Es handelt sich um eine einmalige Erhebung. Wenngleich die Rücklaufquote sehr gut war und die Mehrheit von Patienten und Einrichtungen repräsentiert wurde, kann die fast 40 %ige Nonresponderrate das Bild verzerren. Außerdem beruhen die Angaben zum Teil auf subjektiven Einschätzungen der Befragten.

Fazit

Der gewonnene Überblick zeigt die Kliniken in sehr unterschiedlichen, doch insgesamt angespannten Lagen.
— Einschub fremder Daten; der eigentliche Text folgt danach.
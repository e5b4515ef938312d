/// Logging collaborator for a minimizer run.
///
/// The core hands [`RunEvent`]s to an [`EventSink`]. [`TracingSink`] renders
/// them through its own `tracing` dispatcher to stdout and to an append-mode
/// log file; it is built explicitly in `main` and never installed as the
/// process-wide default subscriber.
use std::fs::{File, OpenOptions};
use std::path::Path;
use std::sync::Mutex;

use anyhow::{Context, Result};
use tracing::level_filters::LevelFilter;
use tracing::Dispatch;
use tracing_subscriber::fmt::format::Writer;
use tracing_subscriber::fmt::time::FormatTime;
use tracing_subscriber::layer::SubscriberExt;
use tracing_subscriber::Layer;

use crate::event::{RunEvent, Severity};

/// Receives semantic events from the core.
pub trait EventSink {
    fn emit(&mut self, event: &RunEvent);
}

/// Collects events in memory.
impl EventSink for Vec<RunEvent> {
    fn emit(&mut self, event: &RunEvent) {
        self.push(event.clone());
    }
}

/// Local wall-clock timestamps for the log file, e.g. `2024-05-01 09:30:00.123`.
struct LocalTime;

impl FormatTime for LocalTime {
    fn format_time(&self, w: &mut Writer<'_>) -> std::fmt::Result {
        write!(w, "{}", chrono::Local::now().format("%Y-%m-%d %H:%M:%S%.3f"))
    }
}

/// [`EventSink`] backed by a private `tracing` dispatcher.
pub struct TracingSink {
    dispatch: Dispatch,
}

impl TracingSink {
    /// Builds a sink writing to stdout and appending to `log_file`.
    ///
    /// With `debug = false` only INFO and above are kept, which hides
    /// [`Severity::Verbose`] events.
    pub fn new(debug: bool, log_file: &Path) -> Result<Self> {
        if let Some(parent) = log_file.parent() {
            std::fs::create_dir_all(parent)
                .with_context(|| format!("Failed to create log directory: {}", parent.display()))?;
        }
        let file = OpenOptions::new()
            .create(true)
            .append(true)
            .open(log_file)
            .with_context(|| format!("Failed to open log file: {}", log_file.display()))?;

        Ok(Self { dispatch: build_dispatch(level_for(debug), file) })
    }
}

impl EventSink for TracingSink {
    fn emit(&mut self, event: &RunEvent) {
        tracing::dispatcher::with_default(&self.dispatch, || {
            let kind = event.kind();
            match event.severity() {
                Severity::Info => tracing::info!(event = kind, "{event}"),
                Severity::Diagnostic => tracing::warn!(event = kind, "{event}"),
                Severity::Verbose => tracing::debug!(event = kind, "{event}"),
            }
        });
    }
}

fn level_for(debug: bool) -> LevelFilter {
    if debug {
        LevelFilter::DEBUG
    } else {
        LevelFilter::INFO
    }
}

fn build_dispatch(level: LevelFilter, file: File) -> Dispatch {
    let console = tracing_subscriber::fmt::layer()
        .with_writer(std::io::stdout)
        .with_target(false)
        .without_time()
        .with_filter(level);

    let log_file = tracing_subscriber::fmt::layer()
        .with_writer(Mutex::new(file))
        .with_ansi(false)
        .with_target(false)
        .with_timer(LocalTime)
        .with_filter(level);

    Dispatch::new(tracing_subscriber::registry().with(console).with(log_file))
}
Eine wesentliche Zahl der Klinikleiter sieht die Kliniken unter großem Druck, bei unzureichenden finanziellen, strukturellen, räumlichen oder personellen Ressourcen den gesetzlichen Auftrag sach- und fachgerecht zu erfüllen. Der Belegungsdruck verstärkt nicht angemessene Unterbringungsbedingungen durch Überbelegung und Personalknappheit weiter. Die 2017 von der DGPPN vorgelegten Behandlungsstandards sind in vielen Kliniken nicht erfüllt. Angesichts der grundrechtsrelevanten Eingriffe im Rahmen der Maßregeln muss eine einheitliche und auskömmliche Ausstattung sichergestellt sein.